Description of the task ->
Only these lines of the data below are wanted: the one with "key ^= self.piece_square_key(mv.promotion(), to);", the one with "let rook = make_piece(mv.color(), Figure::Rook);", and any lines between them, each repeated exactly.

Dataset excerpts
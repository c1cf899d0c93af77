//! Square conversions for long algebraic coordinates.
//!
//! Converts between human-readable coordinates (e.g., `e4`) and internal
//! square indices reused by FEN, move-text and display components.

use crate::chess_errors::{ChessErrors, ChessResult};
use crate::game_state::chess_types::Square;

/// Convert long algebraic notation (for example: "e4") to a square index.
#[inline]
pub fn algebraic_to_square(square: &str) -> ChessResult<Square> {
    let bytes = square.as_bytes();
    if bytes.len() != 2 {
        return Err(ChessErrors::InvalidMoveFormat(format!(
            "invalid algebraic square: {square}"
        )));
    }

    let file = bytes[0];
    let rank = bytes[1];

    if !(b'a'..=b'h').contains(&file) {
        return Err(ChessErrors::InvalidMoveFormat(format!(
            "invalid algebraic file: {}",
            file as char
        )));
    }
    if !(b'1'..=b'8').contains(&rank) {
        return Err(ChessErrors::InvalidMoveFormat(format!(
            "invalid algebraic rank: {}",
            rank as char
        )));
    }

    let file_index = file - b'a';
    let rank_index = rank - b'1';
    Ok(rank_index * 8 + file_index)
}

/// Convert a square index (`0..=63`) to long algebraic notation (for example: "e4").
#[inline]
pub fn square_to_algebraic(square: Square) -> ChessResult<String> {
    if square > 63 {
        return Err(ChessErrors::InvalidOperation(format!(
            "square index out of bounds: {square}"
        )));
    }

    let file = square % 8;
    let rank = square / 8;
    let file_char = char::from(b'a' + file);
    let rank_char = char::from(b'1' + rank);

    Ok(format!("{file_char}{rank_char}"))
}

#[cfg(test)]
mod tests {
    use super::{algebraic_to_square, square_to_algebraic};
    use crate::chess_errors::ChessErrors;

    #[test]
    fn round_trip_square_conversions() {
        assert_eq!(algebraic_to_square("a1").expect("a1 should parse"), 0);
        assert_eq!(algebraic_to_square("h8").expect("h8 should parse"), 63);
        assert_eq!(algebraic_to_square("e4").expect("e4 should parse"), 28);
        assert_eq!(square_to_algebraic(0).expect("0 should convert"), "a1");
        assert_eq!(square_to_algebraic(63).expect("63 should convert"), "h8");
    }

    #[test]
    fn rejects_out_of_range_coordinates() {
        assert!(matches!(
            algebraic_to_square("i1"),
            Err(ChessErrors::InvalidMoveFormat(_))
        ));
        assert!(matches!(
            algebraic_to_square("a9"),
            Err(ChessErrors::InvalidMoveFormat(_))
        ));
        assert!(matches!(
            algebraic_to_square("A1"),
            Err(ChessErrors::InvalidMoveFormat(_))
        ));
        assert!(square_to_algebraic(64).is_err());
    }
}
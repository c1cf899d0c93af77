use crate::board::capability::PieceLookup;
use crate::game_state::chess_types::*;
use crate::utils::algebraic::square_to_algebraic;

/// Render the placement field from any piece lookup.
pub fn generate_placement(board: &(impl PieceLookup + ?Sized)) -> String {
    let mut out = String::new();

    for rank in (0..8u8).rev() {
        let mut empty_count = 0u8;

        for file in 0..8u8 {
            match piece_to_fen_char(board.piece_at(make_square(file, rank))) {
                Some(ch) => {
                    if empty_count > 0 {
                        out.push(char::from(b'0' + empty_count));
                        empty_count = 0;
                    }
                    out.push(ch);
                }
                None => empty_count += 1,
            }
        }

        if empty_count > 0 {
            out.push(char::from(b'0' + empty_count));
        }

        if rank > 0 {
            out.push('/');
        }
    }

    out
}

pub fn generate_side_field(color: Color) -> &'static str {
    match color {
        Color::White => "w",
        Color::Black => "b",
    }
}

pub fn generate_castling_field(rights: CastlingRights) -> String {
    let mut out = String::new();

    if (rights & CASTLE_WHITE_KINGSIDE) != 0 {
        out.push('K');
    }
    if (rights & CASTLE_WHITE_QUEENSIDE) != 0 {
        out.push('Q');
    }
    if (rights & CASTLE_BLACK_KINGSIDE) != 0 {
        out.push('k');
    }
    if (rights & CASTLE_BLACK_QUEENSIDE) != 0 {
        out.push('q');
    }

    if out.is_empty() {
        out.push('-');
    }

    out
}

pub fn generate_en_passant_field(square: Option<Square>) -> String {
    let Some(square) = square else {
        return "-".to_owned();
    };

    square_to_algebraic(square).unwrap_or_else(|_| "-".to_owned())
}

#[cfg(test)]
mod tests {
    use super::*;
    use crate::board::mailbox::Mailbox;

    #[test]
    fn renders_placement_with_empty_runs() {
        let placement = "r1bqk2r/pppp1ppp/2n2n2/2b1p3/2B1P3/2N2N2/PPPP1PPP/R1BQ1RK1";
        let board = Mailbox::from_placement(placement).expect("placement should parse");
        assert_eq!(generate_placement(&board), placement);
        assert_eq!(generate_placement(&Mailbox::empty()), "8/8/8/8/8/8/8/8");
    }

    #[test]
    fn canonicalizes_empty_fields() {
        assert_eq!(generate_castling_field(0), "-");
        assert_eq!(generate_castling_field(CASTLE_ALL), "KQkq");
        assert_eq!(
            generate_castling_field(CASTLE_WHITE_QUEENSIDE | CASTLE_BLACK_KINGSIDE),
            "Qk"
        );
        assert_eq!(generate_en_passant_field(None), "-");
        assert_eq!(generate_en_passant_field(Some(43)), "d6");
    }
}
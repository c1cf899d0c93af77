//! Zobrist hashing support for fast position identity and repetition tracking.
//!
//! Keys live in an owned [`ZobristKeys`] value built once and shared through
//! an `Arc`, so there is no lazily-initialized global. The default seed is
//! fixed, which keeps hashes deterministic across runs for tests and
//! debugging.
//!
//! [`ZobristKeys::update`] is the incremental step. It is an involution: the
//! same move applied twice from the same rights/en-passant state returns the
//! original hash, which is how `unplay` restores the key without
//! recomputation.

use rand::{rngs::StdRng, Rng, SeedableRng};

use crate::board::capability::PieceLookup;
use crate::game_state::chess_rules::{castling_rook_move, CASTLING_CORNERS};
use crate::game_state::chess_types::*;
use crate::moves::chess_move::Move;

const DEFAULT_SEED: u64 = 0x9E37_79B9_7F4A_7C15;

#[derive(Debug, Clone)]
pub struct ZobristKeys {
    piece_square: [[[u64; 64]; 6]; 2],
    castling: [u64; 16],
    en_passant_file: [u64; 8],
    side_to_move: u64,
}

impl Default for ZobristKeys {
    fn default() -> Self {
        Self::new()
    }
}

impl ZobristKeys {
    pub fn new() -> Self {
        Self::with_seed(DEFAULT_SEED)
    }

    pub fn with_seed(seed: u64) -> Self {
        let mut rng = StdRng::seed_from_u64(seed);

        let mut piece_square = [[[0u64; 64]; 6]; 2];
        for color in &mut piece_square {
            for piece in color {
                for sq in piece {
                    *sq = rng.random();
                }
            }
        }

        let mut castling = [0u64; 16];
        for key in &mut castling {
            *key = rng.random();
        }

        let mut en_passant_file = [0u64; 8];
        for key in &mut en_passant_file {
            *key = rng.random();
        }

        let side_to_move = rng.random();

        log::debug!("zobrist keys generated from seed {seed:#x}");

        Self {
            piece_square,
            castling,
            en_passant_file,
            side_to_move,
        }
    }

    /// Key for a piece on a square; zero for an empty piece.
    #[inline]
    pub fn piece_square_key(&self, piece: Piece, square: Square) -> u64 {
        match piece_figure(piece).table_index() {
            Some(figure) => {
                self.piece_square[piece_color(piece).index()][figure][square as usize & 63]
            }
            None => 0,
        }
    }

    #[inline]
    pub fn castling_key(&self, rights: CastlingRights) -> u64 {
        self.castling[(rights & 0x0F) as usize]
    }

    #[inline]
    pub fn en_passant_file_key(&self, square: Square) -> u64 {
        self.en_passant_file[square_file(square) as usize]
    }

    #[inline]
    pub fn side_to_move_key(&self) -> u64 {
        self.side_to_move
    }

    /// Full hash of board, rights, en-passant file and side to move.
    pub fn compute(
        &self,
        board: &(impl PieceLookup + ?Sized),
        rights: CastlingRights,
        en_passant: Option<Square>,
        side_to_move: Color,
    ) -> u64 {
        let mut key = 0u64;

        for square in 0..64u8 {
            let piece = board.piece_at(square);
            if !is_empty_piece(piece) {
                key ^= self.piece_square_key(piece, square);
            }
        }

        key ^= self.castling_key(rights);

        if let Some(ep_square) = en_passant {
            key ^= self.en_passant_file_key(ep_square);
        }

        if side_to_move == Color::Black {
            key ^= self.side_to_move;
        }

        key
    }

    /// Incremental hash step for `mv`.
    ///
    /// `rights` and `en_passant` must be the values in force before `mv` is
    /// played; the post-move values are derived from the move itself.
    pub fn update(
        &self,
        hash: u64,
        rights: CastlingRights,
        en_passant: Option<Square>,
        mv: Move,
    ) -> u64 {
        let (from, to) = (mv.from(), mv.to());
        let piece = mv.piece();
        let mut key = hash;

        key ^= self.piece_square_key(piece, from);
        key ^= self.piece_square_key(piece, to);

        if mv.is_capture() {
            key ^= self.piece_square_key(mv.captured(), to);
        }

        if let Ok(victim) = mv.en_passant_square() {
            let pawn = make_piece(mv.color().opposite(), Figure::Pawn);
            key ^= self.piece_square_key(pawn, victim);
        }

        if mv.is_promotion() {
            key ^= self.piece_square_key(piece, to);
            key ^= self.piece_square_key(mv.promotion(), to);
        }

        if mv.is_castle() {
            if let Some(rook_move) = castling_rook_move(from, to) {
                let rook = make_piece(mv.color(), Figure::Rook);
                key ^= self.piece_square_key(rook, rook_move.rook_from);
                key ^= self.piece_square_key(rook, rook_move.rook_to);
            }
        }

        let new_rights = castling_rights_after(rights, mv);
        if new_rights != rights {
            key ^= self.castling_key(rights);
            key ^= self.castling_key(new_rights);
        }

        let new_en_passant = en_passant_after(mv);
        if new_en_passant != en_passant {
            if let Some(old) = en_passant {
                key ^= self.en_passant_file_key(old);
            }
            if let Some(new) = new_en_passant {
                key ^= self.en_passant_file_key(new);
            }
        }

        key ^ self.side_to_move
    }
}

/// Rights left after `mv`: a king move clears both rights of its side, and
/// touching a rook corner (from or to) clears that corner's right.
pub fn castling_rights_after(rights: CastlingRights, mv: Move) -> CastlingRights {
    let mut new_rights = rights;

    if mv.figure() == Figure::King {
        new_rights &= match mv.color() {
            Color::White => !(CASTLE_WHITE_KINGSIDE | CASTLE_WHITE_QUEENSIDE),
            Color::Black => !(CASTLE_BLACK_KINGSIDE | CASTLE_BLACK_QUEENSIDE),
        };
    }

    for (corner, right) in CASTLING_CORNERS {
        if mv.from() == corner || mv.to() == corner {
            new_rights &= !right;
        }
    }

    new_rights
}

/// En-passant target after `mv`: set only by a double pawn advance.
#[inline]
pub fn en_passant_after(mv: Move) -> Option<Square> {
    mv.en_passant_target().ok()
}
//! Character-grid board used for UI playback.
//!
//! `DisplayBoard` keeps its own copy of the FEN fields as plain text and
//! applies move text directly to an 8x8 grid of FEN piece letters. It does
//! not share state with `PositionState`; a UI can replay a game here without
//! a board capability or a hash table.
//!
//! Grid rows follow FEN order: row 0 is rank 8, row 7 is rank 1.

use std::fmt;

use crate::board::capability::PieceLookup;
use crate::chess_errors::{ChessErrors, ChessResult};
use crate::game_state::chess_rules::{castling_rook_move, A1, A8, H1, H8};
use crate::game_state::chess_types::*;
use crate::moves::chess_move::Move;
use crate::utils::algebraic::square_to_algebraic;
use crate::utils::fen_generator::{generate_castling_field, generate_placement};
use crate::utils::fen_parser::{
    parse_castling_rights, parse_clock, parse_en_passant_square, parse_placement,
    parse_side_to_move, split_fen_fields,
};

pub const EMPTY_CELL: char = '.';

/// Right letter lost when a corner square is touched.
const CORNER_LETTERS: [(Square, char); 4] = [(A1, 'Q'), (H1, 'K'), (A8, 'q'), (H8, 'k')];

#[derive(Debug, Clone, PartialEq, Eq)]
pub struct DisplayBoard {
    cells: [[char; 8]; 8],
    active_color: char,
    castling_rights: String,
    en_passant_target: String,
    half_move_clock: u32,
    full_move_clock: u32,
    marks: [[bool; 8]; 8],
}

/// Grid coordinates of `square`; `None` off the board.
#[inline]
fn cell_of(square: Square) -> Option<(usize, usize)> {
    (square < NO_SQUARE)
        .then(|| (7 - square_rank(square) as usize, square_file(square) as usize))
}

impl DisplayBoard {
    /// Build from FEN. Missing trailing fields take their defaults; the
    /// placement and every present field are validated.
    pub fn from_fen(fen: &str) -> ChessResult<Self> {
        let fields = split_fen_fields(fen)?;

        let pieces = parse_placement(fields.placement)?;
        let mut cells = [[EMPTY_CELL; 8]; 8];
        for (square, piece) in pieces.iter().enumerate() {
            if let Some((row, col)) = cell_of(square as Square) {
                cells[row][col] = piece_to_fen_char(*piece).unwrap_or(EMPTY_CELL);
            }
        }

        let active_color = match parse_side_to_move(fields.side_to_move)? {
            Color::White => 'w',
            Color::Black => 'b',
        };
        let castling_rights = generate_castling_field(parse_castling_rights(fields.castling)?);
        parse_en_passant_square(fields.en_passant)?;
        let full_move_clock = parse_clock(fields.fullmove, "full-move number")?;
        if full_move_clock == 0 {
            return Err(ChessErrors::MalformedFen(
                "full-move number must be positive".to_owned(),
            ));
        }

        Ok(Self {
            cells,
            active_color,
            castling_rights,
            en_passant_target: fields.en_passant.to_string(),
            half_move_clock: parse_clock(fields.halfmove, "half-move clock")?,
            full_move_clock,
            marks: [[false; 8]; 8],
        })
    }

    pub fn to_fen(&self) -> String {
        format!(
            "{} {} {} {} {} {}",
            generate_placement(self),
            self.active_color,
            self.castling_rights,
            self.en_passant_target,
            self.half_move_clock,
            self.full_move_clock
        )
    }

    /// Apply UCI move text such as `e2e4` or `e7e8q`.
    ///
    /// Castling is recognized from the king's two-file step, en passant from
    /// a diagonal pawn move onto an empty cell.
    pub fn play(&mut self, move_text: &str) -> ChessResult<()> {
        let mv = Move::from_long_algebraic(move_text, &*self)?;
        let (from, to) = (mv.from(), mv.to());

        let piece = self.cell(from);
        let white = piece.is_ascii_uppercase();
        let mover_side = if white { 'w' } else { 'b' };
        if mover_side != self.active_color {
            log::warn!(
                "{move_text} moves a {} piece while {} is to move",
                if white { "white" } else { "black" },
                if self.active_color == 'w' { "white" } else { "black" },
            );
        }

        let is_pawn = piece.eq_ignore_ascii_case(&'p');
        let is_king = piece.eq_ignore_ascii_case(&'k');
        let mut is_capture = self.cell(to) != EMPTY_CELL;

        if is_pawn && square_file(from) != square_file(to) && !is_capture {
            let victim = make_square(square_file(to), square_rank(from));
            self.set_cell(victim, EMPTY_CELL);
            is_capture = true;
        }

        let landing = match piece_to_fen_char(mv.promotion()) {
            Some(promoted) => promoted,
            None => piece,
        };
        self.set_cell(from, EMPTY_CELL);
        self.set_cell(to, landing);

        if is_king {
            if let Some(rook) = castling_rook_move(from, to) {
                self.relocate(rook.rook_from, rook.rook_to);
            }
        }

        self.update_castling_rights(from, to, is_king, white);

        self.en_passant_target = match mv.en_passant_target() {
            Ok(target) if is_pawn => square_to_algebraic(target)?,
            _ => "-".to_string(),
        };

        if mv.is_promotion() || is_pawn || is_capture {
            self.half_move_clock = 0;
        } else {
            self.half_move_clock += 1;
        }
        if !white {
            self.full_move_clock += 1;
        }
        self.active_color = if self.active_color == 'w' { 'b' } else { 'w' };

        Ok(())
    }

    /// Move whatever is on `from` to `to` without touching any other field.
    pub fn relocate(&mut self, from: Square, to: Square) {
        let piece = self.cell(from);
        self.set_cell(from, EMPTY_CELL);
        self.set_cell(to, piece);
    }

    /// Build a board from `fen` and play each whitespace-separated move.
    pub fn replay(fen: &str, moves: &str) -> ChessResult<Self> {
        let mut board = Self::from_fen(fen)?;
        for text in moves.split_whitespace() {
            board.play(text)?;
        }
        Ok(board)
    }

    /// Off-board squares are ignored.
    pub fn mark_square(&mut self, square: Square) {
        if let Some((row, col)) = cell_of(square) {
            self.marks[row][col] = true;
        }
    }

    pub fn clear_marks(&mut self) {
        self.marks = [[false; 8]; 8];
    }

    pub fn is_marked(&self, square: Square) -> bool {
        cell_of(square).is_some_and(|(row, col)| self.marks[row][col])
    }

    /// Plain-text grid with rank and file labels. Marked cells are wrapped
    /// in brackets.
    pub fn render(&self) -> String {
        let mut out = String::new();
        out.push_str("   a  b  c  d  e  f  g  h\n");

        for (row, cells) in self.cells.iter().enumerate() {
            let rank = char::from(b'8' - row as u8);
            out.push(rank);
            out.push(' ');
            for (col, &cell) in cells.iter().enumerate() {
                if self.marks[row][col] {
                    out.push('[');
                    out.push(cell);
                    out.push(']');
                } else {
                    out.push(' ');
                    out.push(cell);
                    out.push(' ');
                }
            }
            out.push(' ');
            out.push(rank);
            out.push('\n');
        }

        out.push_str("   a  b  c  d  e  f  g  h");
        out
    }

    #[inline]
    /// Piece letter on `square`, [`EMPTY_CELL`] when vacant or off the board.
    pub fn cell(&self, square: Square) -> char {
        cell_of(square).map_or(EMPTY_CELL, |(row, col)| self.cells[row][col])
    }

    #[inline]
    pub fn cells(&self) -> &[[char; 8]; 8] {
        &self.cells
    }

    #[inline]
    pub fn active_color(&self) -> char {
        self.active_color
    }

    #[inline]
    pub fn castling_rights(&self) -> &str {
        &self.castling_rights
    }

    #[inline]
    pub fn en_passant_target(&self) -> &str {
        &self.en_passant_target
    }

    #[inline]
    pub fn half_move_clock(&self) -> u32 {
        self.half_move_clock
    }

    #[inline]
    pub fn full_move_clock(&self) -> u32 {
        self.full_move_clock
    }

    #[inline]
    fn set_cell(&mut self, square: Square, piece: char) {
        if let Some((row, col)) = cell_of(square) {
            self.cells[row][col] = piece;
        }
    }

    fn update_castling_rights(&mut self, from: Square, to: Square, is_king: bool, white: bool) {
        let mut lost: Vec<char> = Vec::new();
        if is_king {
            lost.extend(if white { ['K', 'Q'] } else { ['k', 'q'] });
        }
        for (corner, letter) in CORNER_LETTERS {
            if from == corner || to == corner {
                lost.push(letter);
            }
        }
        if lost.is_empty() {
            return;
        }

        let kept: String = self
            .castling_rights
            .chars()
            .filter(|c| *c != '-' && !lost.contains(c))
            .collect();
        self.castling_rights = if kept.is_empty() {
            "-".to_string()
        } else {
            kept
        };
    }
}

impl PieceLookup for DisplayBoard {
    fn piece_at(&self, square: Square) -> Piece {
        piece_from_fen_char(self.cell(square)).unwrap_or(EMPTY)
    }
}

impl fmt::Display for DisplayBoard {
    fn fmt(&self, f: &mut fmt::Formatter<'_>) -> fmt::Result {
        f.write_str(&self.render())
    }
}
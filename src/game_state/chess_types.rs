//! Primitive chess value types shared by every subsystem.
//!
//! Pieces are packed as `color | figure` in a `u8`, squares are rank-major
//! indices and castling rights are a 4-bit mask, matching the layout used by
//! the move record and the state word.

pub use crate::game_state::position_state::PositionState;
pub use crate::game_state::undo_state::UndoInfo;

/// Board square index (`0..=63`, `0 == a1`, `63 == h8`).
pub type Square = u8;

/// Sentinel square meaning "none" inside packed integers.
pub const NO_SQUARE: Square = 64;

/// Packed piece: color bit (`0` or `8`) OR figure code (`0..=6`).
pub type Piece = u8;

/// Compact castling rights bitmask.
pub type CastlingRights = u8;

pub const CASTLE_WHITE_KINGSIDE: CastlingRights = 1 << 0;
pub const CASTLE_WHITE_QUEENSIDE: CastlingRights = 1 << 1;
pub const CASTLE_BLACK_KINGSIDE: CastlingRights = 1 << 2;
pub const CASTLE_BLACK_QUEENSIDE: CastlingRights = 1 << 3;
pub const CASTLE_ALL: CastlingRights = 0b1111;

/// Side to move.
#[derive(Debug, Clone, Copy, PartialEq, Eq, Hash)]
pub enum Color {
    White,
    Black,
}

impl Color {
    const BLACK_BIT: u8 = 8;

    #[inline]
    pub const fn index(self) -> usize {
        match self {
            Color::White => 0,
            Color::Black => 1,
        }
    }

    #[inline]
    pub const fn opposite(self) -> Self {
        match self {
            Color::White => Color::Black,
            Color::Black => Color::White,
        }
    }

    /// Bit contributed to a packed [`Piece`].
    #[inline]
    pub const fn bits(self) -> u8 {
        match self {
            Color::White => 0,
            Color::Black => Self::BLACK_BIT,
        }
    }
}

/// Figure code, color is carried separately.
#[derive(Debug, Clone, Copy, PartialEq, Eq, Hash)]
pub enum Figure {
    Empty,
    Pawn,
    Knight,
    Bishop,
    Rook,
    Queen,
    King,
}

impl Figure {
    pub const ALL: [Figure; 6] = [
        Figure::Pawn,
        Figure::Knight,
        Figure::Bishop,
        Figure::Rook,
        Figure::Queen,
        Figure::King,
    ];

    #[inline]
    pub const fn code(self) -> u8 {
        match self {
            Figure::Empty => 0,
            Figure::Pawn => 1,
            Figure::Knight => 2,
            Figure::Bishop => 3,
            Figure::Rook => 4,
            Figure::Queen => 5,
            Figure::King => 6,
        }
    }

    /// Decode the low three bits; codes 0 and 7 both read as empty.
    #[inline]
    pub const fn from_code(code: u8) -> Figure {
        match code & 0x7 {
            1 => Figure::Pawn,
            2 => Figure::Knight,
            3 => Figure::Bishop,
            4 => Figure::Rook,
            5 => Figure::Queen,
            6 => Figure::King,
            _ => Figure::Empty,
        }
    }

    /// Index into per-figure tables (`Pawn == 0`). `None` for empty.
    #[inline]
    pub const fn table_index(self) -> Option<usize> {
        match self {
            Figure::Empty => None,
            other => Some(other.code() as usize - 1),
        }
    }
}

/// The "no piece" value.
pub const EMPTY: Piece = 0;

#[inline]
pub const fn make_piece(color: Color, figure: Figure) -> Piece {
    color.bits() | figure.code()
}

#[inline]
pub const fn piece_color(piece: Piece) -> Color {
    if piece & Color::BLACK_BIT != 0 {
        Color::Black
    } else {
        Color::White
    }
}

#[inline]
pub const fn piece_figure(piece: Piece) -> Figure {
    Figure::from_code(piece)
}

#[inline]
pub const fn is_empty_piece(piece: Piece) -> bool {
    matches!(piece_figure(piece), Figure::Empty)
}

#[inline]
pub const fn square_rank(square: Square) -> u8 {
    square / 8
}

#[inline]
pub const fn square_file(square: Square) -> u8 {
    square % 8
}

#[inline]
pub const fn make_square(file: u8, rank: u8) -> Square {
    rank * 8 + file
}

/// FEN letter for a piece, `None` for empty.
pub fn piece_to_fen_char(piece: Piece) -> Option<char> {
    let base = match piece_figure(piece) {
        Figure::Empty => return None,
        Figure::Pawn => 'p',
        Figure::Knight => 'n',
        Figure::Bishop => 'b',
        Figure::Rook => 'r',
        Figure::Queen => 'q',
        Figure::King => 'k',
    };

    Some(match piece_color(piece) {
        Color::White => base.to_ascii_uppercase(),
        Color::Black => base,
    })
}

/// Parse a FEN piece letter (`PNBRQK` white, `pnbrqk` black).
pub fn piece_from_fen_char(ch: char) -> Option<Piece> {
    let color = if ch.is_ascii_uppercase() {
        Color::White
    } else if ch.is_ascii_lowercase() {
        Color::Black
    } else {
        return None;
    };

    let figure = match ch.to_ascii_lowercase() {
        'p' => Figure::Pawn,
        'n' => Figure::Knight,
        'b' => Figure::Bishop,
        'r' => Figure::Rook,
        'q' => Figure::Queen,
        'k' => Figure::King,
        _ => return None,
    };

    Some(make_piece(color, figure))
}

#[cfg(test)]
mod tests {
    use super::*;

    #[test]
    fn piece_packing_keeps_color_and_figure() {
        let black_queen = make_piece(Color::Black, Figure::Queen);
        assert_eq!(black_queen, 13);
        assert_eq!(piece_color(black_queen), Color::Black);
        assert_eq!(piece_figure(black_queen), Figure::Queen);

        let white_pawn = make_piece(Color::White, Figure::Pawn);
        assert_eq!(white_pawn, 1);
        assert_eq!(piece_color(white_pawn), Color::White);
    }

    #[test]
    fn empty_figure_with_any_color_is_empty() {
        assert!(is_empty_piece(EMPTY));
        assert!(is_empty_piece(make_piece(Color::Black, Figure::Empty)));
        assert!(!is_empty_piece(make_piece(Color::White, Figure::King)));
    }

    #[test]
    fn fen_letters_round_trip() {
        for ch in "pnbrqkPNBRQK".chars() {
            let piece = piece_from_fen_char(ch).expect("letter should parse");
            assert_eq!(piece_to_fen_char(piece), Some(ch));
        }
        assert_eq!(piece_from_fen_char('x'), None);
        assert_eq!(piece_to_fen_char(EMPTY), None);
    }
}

Output ->
            key ^= self.piece_square_key(mv.promotion(), to);
        }

        if mv.is_castle() {
            if let Some(rook_move) = castling_rook_move(from, to) {
                let rook = make_piece(mv.color(), Figure::Rook);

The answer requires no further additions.